1

If we want to calculate the squared distance between 2 vectors, $x$ and $y$, we use the dot product:

$$||x-y||^2 = (x-y)(x-y)^T = xx^T - 2xy + yy^T$$

The question is, how to generalize this concept to more than one vector, i.e. calculating the Euclidean Distance Matrix between two sets of vectors, $X$ and $Y$.
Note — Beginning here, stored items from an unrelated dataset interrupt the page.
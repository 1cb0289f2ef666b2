use std::time::Duration;

use super::{Animatable, TimingFunction};

type UpdateFn<G> = Box<dyn FnMut(f32, &mut G)>;

/// One timed interpolation inside a [`Sequence`](super::Sequence).
///
/// A segment holds no playback state: the owning sequence tells it how far
/// into its duration it is and the segment pushes
/// `from + timing(elapsed / duration) * (to - from)` to its update callback,
/// together with the target the sequence is driving. Running the same segment
/// again simply replays it.
pub struct Segment<G> {
    duration: Duration,
    timing: TimingFunction,
    update: UpdateFn<G>,
}

impl<G> Segment<G> {
    /// Create a segment interpolating `from` → `to` over `duration`.
    pub fn new<T, F>(
        from: T,
        to: T,
        duration: Duration,
        timing: TimingFunction,
        mut on_update: F,
    ) -> Self
    where
        T: Animatable,
        F: FnMut(T, &mut G) + 'static,
    {
        Self {
            duration,
            timing,
            update: Box::new(move |eased, target| on_update(T::lerp(&from, &to, eased), target)),
        }
    }

    /// Shorthand for a linear segment
    pub fn linear<T, F>(from: T, to: T, duration: Duration, on_update: F) -> Self
    where
        T: Animatable,
        F: FnMut(T, &mut G) + 'static,
    {
        Self::new(from, to, duration, TimingFunction::Linear, on_update)
    }

    pub fn duration(&self) -> Duration {
        self.duration
    }

    pub fn timing(&self) -> &TimingFunction {
        &self.timing
    }

    /// Normalized progress at `elapsed`, clamped to `[0, 1]`.
    /// Zero-length segments are always complete.
    pub fn progress_at(&self, elapsed: Duration) -> f32 {
        if self.duration.is_zero() {
            return 1.0;
        }
        (elapsed.as_nanos() as f64 / self.duration.as_nanos() as f64).min(1.0) as f32
    }

    /// Push the value at `elapsed` to the update callback.
    /// Returns true once the segment has reached its end value.
    pub(crate) fn apply(&mut self, elapsed: Duration, target: &mut G) -> bool {
        let t = self.progress_at(elapsed);
        (self.update)(self.timing.evaluate(t), target);
        t >= 1.0
    }
}

impl<G> std::fmt::Debug for Segment<G> {
    fn fmt(&self, f: &mut std::fmt::Formatter<'_>) -> std::fmt::Result {
        f.debug_struct("Segment")
            .field("duration", &self.duration)
            .field("timing", &self.timing)
            .finish_non_exhaustive()
    }
}
use thiserror::Error;

use crate::widgets::ToggleState;

/// Errors raised while configuring a widget.
///
/// Interaction itself never fails: taps while disabled or mid-transition are
/// ignored and cancelling an idle widget is a no-op.
#[derive(Debug, Error, Clone, PartialEq)]
pub enum Error {
    #[error("count must not be negative, got {0}")]
    NegativeCount(i64),

    #[error("{0:?} is transient; only Idle or Active can be set directly")]
    InvalidInitialState(ToggleState),

    #[error("density must be a positive finite factor, got {0}")]
    InvalidDensity(f32),

    #[error("invalid bounds {width}x{height}")]
    InvalidBounds { width: f32, height: f32 },
}

pub type Result<T> = std::result::Result<T, Error>;
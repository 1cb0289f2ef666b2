//! Layout values supplied by the host layout pass.
//!
//! The widget never measures itself. The host hands it a [`Bounds`] after
//! every layout pass and the widget derives its bounds-dependent geometry
//! (the ripple reach) from it.

use crate::error::{Error, Result};

#[derive(Debug, Clone, Copy, PartialEq, Default)]
pub struct Point {
    pub x: f32,
    pub y: f32,
}

impl Point {
    pub const ORIGIN: Point = Point { x: 0.0, y: 0.0 };

    pub const fn new(x: f32, y: f32) -> Self {
        Self { x, y }
    }

    pub fn distance_to(&self, other: Point) -> f32 {
        let dx = other.x - self.x;
        let dy = other.y - self.y;
        (dx * dx + dy * dy).sqrt()
    }
}

#[derive(Debug, Clone, Copy, PartialEq, Default)]
pub struct Size {
    pub width: f32,
    pub height: f32,
}

impl Size {
    pub const fn new(width: f32, height: f32) -> Self {
        Self { width, height }
    }
}

#[derive(Debug, Clone, Copy, PartialEq, Default)]
pub struct Padding {
    pub top: f32,
    pub right: f32,
    pub bottom: f32,
    pub left: f32,
}

impl Padding {
    pub fn all(value: f32) -> Self {
        Self {
            top: value,
            right: value,
            bottom: value,
            left: value,
        }
    }

    pub fn symmetric(horizontal: f32, vertical: f32) -> Self {
        Self {
            top: vertical,
            right: horizontal,
            bottom: vertical,
            left: horizontal,
        }
    }

    pub fn horizontal(&self) -> f32 {
        self.left + self.right
    }

    pub fn vertical(&self) -> f32 {
        self.top + self.bottom
    }
}

/// Widget bounds in local pixel coordinates, plus the point ripples and
/// emit points grow from.
#[derive(Debug, Clone, Copy, PartialEq)]
pub struct Bounds {
    pub size: Size,
    pub padding: Padding,
    pub anchor: Point,
}

impl Bounds {
    /// Bounds of the given size, anchored at their center.
    pub fn new(width: f32, height: f32) -> Self {
        Self {
            size: Size::new(width, height),
            padding: Padding::default(),
            anchor: Point::new(width / 2.0, height / 2.0),
        }
    }

    pub fn padding(mut self, padding: Padding) -> Self {
        self.padding = padding;
        self
    }

    pub fn anchor(mut self, anchor: Point) -> Self {
        self.anchor = anchor;
        self
    }

    /// Anchor at the center of a leading icon: `padding.left + icon_width / 2`
    /// horizontally, vertically centered.
    pub fn icon_anchor(mut self, icon_width: f32) -> Self {
        self.anchor = Point::new(
            self.padding.left + icon_width / 2.0,
            self.size.height / 2.0,
        );
        self
    }

    pub fn width(&self) -> f32 {
        self.size.width
    }

    pub fn height(&self) -> f32 {
        self.size.height
    }

    pub(crate) fn validate(&self) -> Result<()> {
        let Size { width, height } = self.size;
        if !width.is_finite() || !height.is_finite() || width < 0.0 || height < 0.0 {
            return Err(Error::InvalidBounds { width, height });
        }
        Ok(())
    }
}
In this article, the author states the method of vectorizing the calculation of the Euclidean Distance Matrix:

  def compute_distances_no_loops(self, X):
        dists = -2 * np.dot(X, self.X_train.T) + np.sum(self.X_train**2, axis=1) 
                + np.sum(X**2, axis=1)[:, np.newaxis]
        return dists

But I don't see where this came from. How could the above formula be derived?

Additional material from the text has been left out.